The reply to the records below should contain exactly the lines from the line with "failing the computation." through the line with "- Storage implementations", and nothing besides.
DATA section start
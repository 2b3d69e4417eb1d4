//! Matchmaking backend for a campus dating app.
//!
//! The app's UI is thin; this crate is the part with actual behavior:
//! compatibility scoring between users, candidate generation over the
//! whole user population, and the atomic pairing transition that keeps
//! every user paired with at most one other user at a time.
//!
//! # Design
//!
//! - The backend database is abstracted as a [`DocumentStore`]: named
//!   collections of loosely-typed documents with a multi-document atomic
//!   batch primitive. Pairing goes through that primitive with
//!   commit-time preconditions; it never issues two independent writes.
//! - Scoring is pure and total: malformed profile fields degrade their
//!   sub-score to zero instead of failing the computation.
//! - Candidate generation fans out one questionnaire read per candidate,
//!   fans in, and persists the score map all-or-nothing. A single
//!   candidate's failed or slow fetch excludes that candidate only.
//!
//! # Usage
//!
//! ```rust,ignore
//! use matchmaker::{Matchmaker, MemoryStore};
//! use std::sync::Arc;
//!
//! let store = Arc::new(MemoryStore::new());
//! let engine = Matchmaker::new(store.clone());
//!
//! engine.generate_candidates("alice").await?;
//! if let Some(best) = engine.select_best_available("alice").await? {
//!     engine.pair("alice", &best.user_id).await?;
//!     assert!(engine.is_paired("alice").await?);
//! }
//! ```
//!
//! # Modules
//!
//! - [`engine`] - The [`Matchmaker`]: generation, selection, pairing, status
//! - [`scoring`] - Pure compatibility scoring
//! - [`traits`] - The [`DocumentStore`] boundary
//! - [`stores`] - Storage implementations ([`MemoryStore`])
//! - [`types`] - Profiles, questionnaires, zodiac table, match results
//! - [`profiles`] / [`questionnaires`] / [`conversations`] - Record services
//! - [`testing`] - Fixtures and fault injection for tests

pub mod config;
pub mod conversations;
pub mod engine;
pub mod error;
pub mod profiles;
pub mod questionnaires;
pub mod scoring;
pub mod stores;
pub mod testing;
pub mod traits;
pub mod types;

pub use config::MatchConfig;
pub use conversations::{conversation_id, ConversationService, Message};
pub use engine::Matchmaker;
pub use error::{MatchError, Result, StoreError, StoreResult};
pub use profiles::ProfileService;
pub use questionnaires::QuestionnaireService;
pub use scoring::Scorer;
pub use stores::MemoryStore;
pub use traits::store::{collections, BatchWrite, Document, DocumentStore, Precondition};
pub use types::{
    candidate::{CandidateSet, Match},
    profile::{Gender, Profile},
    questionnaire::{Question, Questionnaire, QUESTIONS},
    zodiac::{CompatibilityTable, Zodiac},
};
DATA section end
DATA section start
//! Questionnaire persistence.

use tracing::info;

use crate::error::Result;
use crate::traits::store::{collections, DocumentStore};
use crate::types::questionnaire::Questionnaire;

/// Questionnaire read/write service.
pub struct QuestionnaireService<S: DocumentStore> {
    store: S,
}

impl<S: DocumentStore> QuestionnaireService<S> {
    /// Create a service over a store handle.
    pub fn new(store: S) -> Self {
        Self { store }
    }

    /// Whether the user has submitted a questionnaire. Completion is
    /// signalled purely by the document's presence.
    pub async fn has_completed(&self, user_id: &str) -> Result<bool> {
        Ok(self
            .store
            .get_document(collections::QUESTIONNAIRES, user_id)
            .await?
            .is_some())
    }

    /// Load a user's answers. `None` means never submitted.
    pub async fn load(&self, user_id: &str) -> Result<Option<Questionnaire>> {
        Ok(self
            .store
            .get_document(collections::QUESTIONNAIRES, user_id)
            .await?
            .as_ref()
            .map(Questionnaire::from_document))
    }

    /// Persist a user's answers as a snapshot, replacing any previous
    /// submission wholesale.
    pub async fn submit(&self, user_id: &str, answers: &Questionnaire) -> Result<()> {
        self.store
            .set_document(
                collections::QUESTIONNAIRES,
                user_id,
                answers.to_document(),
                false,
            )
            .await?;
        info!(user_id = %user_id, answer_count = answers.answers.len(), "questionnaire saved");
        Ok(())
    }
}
DATA section end
[SOLUTION]
//!   sub-score to zero instead of failing the computation.
//! - Candidate generation fans out one questionnaire read per candidate,
//!   fans in, and persists the score map all-or-nothing. A single
//!   candidate's failed or slow fetch excludes that candidate only.
//!
//! # Usage
//!
//! ```rust,ignore
//! use matchmaker::{Matchmaker, MemoryStore};
//! use std::sync::Arc;
//!
//! let store = Arc::new(MemoryStore::new());
//! let engine = Matchmaker::new(store.clone());
//!
//! engine.generate_candidates("alice").await?;
//! if let Some(best) = engine.select_best_available("alice").await? {
//!     engine.pair("alice", &best.user_id).await?;
//!     assert!(engine.is_paired("alice").await?);
//! }
//! ```
//!
//! # Modules
//!
//! - [`engine`] - The [`Matchmaker`]: generation, selection, pairing, status
//! - [`scoring`] - Pure compatibility scoring
//! - [`traits`] - The [`DocumentStore`] boundary
//! - [`stores`] - Storage implementations ([`MemoryStore`])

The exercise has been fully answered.